Selon lui, cette situation se répète dans de nombreux pays : « C’est la même chose avec Lula au Brésil. C’est une bonne chose qu’il se concentre sur les politiques sociales, mais en déboisant les forêts à long terme, il réduit l’emploi et détériore les conditions de vie à l’intérieur du pays. La déforestation entraîne également une diminution des précipitations.
Solutions possibles
« Ce n’est pas parce qu’il se met à pleuvoir que le problème est résolu », affirme Constanza Martínez. Quant à la mesure visant à réduire les taxes sur les entreprises d’embouteillage, elle la qualifie de myope. « La réduction des tarifs ne garantit pas que l’eau parviendra aux consommateurs à moindre coût. Les fûts d’eau ont déjà augmenté et nous verrons dans les prochaines semaines si le prix sera inférieur à celui que nous payions avant la crise », explique-t-elle.

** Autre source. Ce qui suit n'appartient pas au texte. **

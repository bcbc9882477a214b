use async_trait::async_trait;
use oreo_core::error::Result;
use oreo_core::model::{GroupInfo, RoleInfo, RouterInfo, SignInfo, UserInfo};
use std::collections::HashMap;

/// Persistence port for the five policy collections.
///
/// Every operation is scoped by group unless the record carries it. The
/// document store's bit-test operators are translated here: a stored
/// `methodValue` covers a mask when `stored & mask == mask` (all-set) or
/// touches it when `stored & mask != 0` (any-set).
///
/// Mutations that target a missing record fail with `NotFound`; inserts
/// that collide with a composite unique key fail with `AlreadyExists`.
#[async_trait]
pub trait AuthStore: Send + Sync {
    // ── groups ──────────────────────────────────────────────────

    /// Insert the group record unless one already exists. The token of an
    /// existing record is never rewritten.
    async fn ensure_group(&self, group: &GroupInfo) -> Result<()>;

    async fn list_groups(&self) -> Result<Vec<GroupInfo>>;

    // ── routes ──────────────────────────────────────────────────

    /// Upsert a batch of routes. An existing route keeps its document and
    /// has the given desc set and the given method entries merged in;
    /// missing routes are created.
    async fn upsert_routes(&self, routes: &[RouterInfo]) -> Result<()>;

    async fn get_routes(&self, group: &str) -> Result<Vec<RouterInfo>>;

    async fn get_route_by_uri(&self, group: &str, uri: &str) -> Result<Option<RouterInfo>>;

    /// Case-insensitive regex search over uris.
    async fn search_routes_by_uri(&self, group: &str, pattern: &str) -> Result<Vec<RouterInfo>>;

    /// Flip the data-auth bit of one (uri, method). The method entry must
    /// already exist on the route.
    async fn set_route_method_enable(
        &self,
        group: &str,
        uri: &str,
        bit: &str,
        enable: bool,
    ) -> Result<()>;

    async fn remove_route(&self, group: &str, uri: &str) -> Result<()>;

    async fn remove_route_method(&self, group: &str, uri: &str, bit: &str) -> Result<()>;

    async fn update_route_desc(&self, group: &str, uri: &str, desc: &str) -> Result<()>;

    async fn update_route_method_desc(
        &self,
        group: &str,
        uri: &str,
        bit: &str,
        desc: &str,
    ) -> Result<()>;

    // ── roles ───────────────────────────────────────────────────

    /// Upsert a role by `(roleName, groupName)`. On update the membership
    /// list is preserved; only name/desc/type/default/address/routerMap are
    /// replaced.
    async fn upsert_role(&self, role: &RoleInfo) -> Result<()>;

    async fn remove_role(&self, group: &str, role_name: &str) -> Result<()>;

    async fn get_role(&self, group: &str, role_name: &str) -> Result<Option<RoleInfo>>;

    async fn get_roles(&self, group: &str) -> Result<Vec<RoleInfo>>;

    /// Number of roles that are not the super-admin type.
    async fn count_regular_roles(&self, group: &str) -> Result<usize>;

    /// Set-union the given user ids into the role's membership.
    async fn add_role_users(&self, group: &str, role_name: &str, user_ids: &[String])
        -> Result<()>;

    /// Set-difference the given user ids out of the role's membership.
    async fn remove_role_users(
        &self,
        group: &str,
        role_name: &str,
        user_ids: &[String],
    ) -> Result<()>;

    /// Enroll a user into the group's default role. `NotFound` when the
    /// group has no default role.
    async fn add_user_to_default_role(&self, group: &str, user_id: &str) -> Result<()>;

    /// Clear any prior default, then mark the target role default.
    async fn set_default_role(&self, group: &str, role_name: &str) -> Result<()>;

    async fn update_role_type_desc(
        &self,
        group: &str,
        role_name: &str,
        desc: &str,
        role_type: i32,
    ) -> Result<()>;

    /// Roles whose membership contains the user.
    async fn roles_of_user(&self, group: &str, user_id: &str) -> Result<Vec<RoleInfo>>;

    /// Roles whose membership contains the user AND whose routerMap has the
    /// given `"{bit}_/oreo/_{uri}"` key.
    async fn roles_of_user_with_route(
        &self,
        group: &str,
        user_id: &str,
        router_key: &str,
    ) -> Result<Vec<RoleInfo>>;

    /// Denormalization refresh: in every role whose routerMap has the key,
    /// overwrite the key's value with `enable`.
    async fn refresh_role_router_maps(
        &self,
        group: &str,
        router_key: &str,
        enable: bool,
    ) -> Result<()>;

    // ── users ───────────────────────────────────────────────────

    async fn insert_user(&self, user: &UserInfo) -> Result<()>;

    async fn get_users(&self, group: &str) -> Result<Vec<UserInfo>>;

    async fn get_user(&self, group: &str, user_id: &str) -> Result<Option<UserInfo>>;

    /// Case-insensitive regex search over user ids.
    async fn search_users_by_id(&self, group: &str, pattern: &str) -> Result<Vec<UserInfo>>;

    /// Add or overwrite one signKey entry on the user.
    async fn set_user_sign_key(
        &self,
        group: &str,
        user_id: &str,
        sign_key: &str,
        desc: &str,
    ) -> Result<()>;

    /// Update the description of an entry that must already exist.
    async fn update_user_sign_desc(
        &self,
        group: &str,
        user_id: &str,
        sign_key: &str,
        desc: &str,
    ) -> Result<()>;

    async fn remove_user_sign_key(&self, group: &str, user_id: &str, sign_key: &str)
        -> Result<()>;

    /// The user whose signKey map contains the key, if any.
    async fn find_sign_key_owner(&self, group: &str, sign_key: &str) -> Result<Option<UserInfo>>;

    async fn user_owns_sign_key(&self, group: &str, user_id: &str, sign_key: &str)
        -> Result<bool>;

    // ── sign grants ─────────────────────────────────────────────

    async fn insert_sign(&self, sign: &SignInfo) -> Result<()>;

    async fn upsert_sign(&self, sign: &SignInfo) -> Result<()>;

    async fn remove_sign(&self, group: &str, sign_key: &str, user_id: &str) -> Result<()>;

    async fn get_sign(&self, group: &str, sign_key: &str, user_id: &str)
        -> Result<Option<SignInfo>>;

    async fn signs_by_key(&self, group: &str, sign_key: &str) -> Result<Vec<SignInfo>>;

    async fn signs_by_user(&self, group: &str, user_id: &str) -> Result<Vec<SignInfo>>;

    /// Replace the grant's whole verifyDataUri mapping.
    async fn set_sign_verify_data(
        &self,
        group: &str,
        sign_key: &str,
        user_id: &str,
        verify_data_uri: &HashMap<String, u8>,
    ) -> Result<()>;

    /// Re-point `createUserId` on every grant of the key.
    async fn set_sign_create_user(
        &self,
        group: &str,
        sign_key: &str,
        create_user_id: &str,
    ) -> Result<()>;

    /// All-set bit test: does the grant's `verifyDataUri[uri]` cover every
    /// bit of the mask? Missing grant or missing uri is `false`.
    async fn sign_covers(
        &self,
        group: &str,
        sign_key: &str,
        user_id: &str,
        uri: &str,
        mask: u8,
    ) -> Result<bool>;

    /// Grants of the user whose `verifyDataUri[uri]` covers every bit of
    /// the mask.
    async fn signs_of_user_all_bits(
        &self,
        group: &str,
        user_id: &str,
        uri: &str,
        mask: u8,
    ) -> Result<Vec<SignInfo>>;

    /// Grants of the user whose `verifyDataUri[uri]` touches any bit of
    /// the mask.
    async fn signs_of_user_any_bits(
        &self,
        group: &str,
        user_id: &str,
        uri: &str,
        mask: u8,
    ) -> Result<Vec<SignInfo>>;
}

Interrogés sur les mesures possibles pour résoudre le problème, outre l’annulation des frais d’eau d’OSE au minimum, Constanza Martínez et Daniel Pena s’accordent sur plusieurs idées : un plan d’urgence pour assurer l’approvisionnement des hôpitaux, des écoles et des résidences ; une plus grande participation sociale dans la prise de décision ; des restrictions sur la consommation d’eau pour les gros consommateurs non résidentiels qui ne fournissent pas de services essentiels ; la réparation « immédiate » des canalisations et l’augmentation du personnel d’OSE ; l’ouverture des réservoirs d’eau privatisés non autorisés ; et l’interdiction de planter du soja ou de reboiser des espèces exotiques – telles que l’eucalyptus – pour le bois d’œuvre.
Gerónimo Olmando estime que « la gestion a été tardive » et demande « que les institutions s’assoient et décident de plans d’urgence, il s’agit d’exiger que le système politique s’assoie pour parler et donner une réponse de l’État ». Et il défend, avec colère, que le problème ne peut pas se répéter « dans un ou cinq ans ». « Nous devons prévenir cette situation et nous assurer que nous ne manquons pas d’eau douce », insiste-t-il.
« Nous devons rechercher des solutions profondes et structurelles et repenser le modèle de production », déclare M. Pena. Pour Constanza Martínez, « c’est aussi un moment clé pour sensibiliser les gens aux problèmes climatiques et aux conséquences qu’ils entraînent ».